- [Instructions to follow]: Some lines hold the string "which". Copy all of them from the material that follows.

- [Records]:
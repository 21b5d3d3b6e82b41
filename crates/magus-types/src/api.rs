use serde::{Deserialize, Serialize};

use crate::models::User;

// -- Session --

/// Claims carried by the session token. Shared by the login handler (which
/// signs them) and the session middleware (which verifies them).
#[derive(Debug, Clone, PartialEq, Eq, Serialize, Deserialize)]
pub struct SessionClaims {
    pub email: String,
    pub iat: i64,
    pub exp: i64,
}

#[derive(Debug, Serialize)]
pub struct SessionResponse {
    pub authenticated: bool,
    #[serde(skip_serializing_if = "Option::is_none")]
    pub user: Option<SessionClaims>,
}

// -- Auth --

/// Fields are optional so that a missing value surfaces as our own 400
/// rather than a body-deserialization rejection.
#[derive(Debug, Default, Deserialize)]
pub struct LoginRequest {
    pub email: Option<String>,
    pub password: Option<String>,
}

#[derive(Debug, Serialize)]
pub struct SuccessResponse {
    pub success: bool,
}

// -- Chat --

#[derive(Debug, Default, Deserialize)]
pub struct ChatRequest {
    pub prompt: Option<String>,
}

#[derive(Debug, Serialize, Deserialize)]
pub struct ChatResponse {
    pub message: String,
}

// -- Users --

/// Body of both create (`POST`) and password reset (`PUT`).
#[derive(Debug, Default, Deserialize)]
pub struct UserRequest {
    pub email: Option<String>,
    pub password: Option<String>,
}

#[derive(Debug, Deserialize)]
pub struct DeleteUserQuery {
    pub email: Option<String>,
}

#[derive(Debug, Serialize)]
pub struct UserListResponse {
    pub users: Vec<User>,
    #[serde(skip_serializing_if = "Option::is_none")]
    pub error: Option<String>,
}

#[derive(Debug, Serialize)]
pub struct CreatedUser {
    pub email: String,
}

#[derive(Debug, Serialize)]
pub struct CreateUserResponse {
    pub success: bool,
    pub user: CreatedUser,
}

#[derive(Debug, Serialize)]
pub struct ActionResponse {
    pub success: bool,
    pub message: String,
}

// -- Errors --

#[derive(Debug, Serialize, Deserialize)]
pub struct ErrorResponse {
    pub error: String,
}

- [Solution for this task]:
/// Claims carried by the session token. Shared by the login handler (which
/// signs them) and the session middleware (which verifies them).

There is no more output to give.